┌──

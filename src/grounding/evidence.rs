//! Evidence assembly: numbered, citable material for one answer

use crate::config::Config;
use crate::retrieval::ScoredChunk;
use crate::session::SessionMemory;
use serde::{Deserialize, Serialize};
use std::fmt;

/// Citation tag of an evidence item
#[derive(Debug, Clone, Copy, PartialEq, Eq, Hash, Serialize, Deserialize)]
pub enum EvidenceTag {
    /// `#n`, a retrieved document chunk (1-based)
    Document(usize),
    /// `#Un`, a user-stated snippet (1-based)
    User(usize),
}

impl EvidenceTag {
    /// Parse `#3`, `3`, `#U2`, `U2` or a bracketed form such as `[#2]`
    pub fn parse(text: &str) -> Option<Self> {
        let trimmed = text.trim().trim_start_matches('[').trim_end_matches(']').trim();
        let body = trimmed.strip_prefix('#').unwrap_or(trimmed);

        let (user, digits) = match body.strip_prefix(['U', 'u']) {
            Some(rest) => (true, rest),
            None => (false, body),
        };
        if digits.is_empty() || !digits.chars().all(|c| c.is_ascii_digit()) {
            return None;
        }

        let n: usize = digits.parse().ok()?;
        if n == 0 {
            return None;
        }
        Some(if user { Self::User(n) } else { Self::Document(n) })
    }
}

impl fmt::Display for EvidenceTag {
    fn fmt(&self, f: &mut fmt::Formatter<'_>) -> fmt::Result {
        match self {
            Self::Document(n) => write!(f, "#{}", n),
            Self::User(n) => write!(f, "#U{}", n),
        }
    }
}

/// Where an evidence item came from
#[derive(Debug, Clone, PartialEq, Eq, Serialize, Deserialize)]
#[serde(tag = "origin", rename_all = "lowercase")]
pub enum EvidenceOrigin {
    Document { source_file: String, chunk_id: u64 },
    User,
}

/// One numbered, citable piece of evidence
#[derive(Debug, Clone, PartialEq, Serialize, Deserialize)]
pub struct EvidenceItem {
    pub tag: EvidenceTag,
    pub origin: EvidenceOrigin,
    pub text: String,
}

impl EvidenceItem {
    /// Source file for documents, `user` for user snippets
    pub fn label(&self) -> &str {
        match &self.origin {
            EvidenceOrigin::Document { source_file, .. } => source_file,
            EvidenceOrigin::User => "user",
        }
    }

    /// `[#1] (contract.pdf) text`
    pub fn render(&self) -> String {
        format!("[{}] ({}) {}", self.tag, self.label(), self.text)
    }
}

/// Everything the answerer may rely on for one turn
#[derive(Debug, Clone, Default)]
pub struct EvidenceSet {
    /// Documents `#1..` followed by user snippets `#U1..`
    pub items: Vec<EvidenceItem>,
    /// Permanent facts then session facts; not numbered
    pub facts: Vec<String>,
    pub persona: Option<String>,
}

impl EvidenceSet {
    pub fn get(&self, tag: EvidenceTag) -> Option<&EvidenceItem> {
        self.items.iter().find(|item| item.tag == tag)
    }

    pub fn documents(&self) -> impl Iterator<Item = &EvidenceItem> {
        self.items
            .iter()
            .filter(|item| matches!(item.tag, EvidenceTag::Document(_)))
    }

    pub fn user_snippets(&self) -> impl Iterator<Item = &EvidenceItem> {
        self.items
            .iter()
            .filter(|item| matches!(item.tag, EvidenceTag::User(_)))
    }

    /// Whether there is any numbered evidence
    pub fn is_empty(&self) -> bool {
        self.items.is_empty()
    }

    /// Whether there is evidence or at least one fact
    pub fn has_support(&self) -> bool {
        !self.items.is_empty() || !self.facts.is_empty()
    }
}

/// Merges reranked chunks with session memory into an [`EvidenceSet`]
#[derive(Debug, Clone)]
pub struct EvidenceAssembler {
    final_k: usize,
    max_chunk_chars: usize,
    max_user_snippets: usize,
}

impl EvidenceAssembler {
    pub fn new(final_k: usize, max_chunk_chars: usize, max_user_snippets: usize) -> Self {
        Self {
            final_k,
            max_chunk_chars,
            max_user_snippets,
        }
    }

    pub fn from_config(config: &Config) -> Self {
        Self::new(
            config.retrieval.final_k,
            config.evidence.max_chunk_chars,
            config.evidence.max_user_snippets,
        )
    }

    pub fn assemble(&self, ranked: &[ScoredChunk], memory: &SessionMemory) -> EvidenceSet {
        let mut items: Vec<EvidenceItem> = ranked
            .iter()
            .take(self.final_k)
            .enumerate()
            .map(|(i, hit)| EvidenceItem {
                tag: EvidenceTag::Document(i + 1),
                origin: EvidenceOrigin::Document {
                    source_file: hit.chunk.source_file.clone(),
                    chunk_id: hit.id,
                },
                text: clip(&hit.chunk.text, self.max_chunk_chars),
            })
            .collect();

        let snippets: Vec<&str> = memory.recent_user_snippets().collect();
        let skip = snippets.len().saturating_sub(self.max_user_snippets);
        items.extend(
            snippets
                .into_iter()
                .skip(skip)
                .enumerate()
                .map(|(i, snippet)| EvidenceItem {
                    tag: EvidenceTag::User(i + 1),
                    origin: EvidenceOrigin::User,
                    text: snippet.to_string(),
                }),
        );

        EvidenceSet {
            items,
            facts: memory.facts().map(str::to_string).collect(),
            persona: memory.persona().map(str::to_string),
        }
    }
}

/// Collapse whitespace runs to single spaces and keep at most `max_chars`
/// characters
pub fn clip(text: &str, max_chars: usize) -> String {
    let normalized = text.split_whitespace().collect::<Vec<_>>().join(" ");
    match normalized.char_indices().nth(max_chars) {
        Some((byte_pos, _)) => normalized[..byte_pos].to_string(),
        None => normalized,
    }
}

└──

### Exercise instructions
In the material above, show every line where the word "EvidenceAssembler" turns up.

### Final answer
pub struct EvidenceAssembler {
impl EvidenceAssembler {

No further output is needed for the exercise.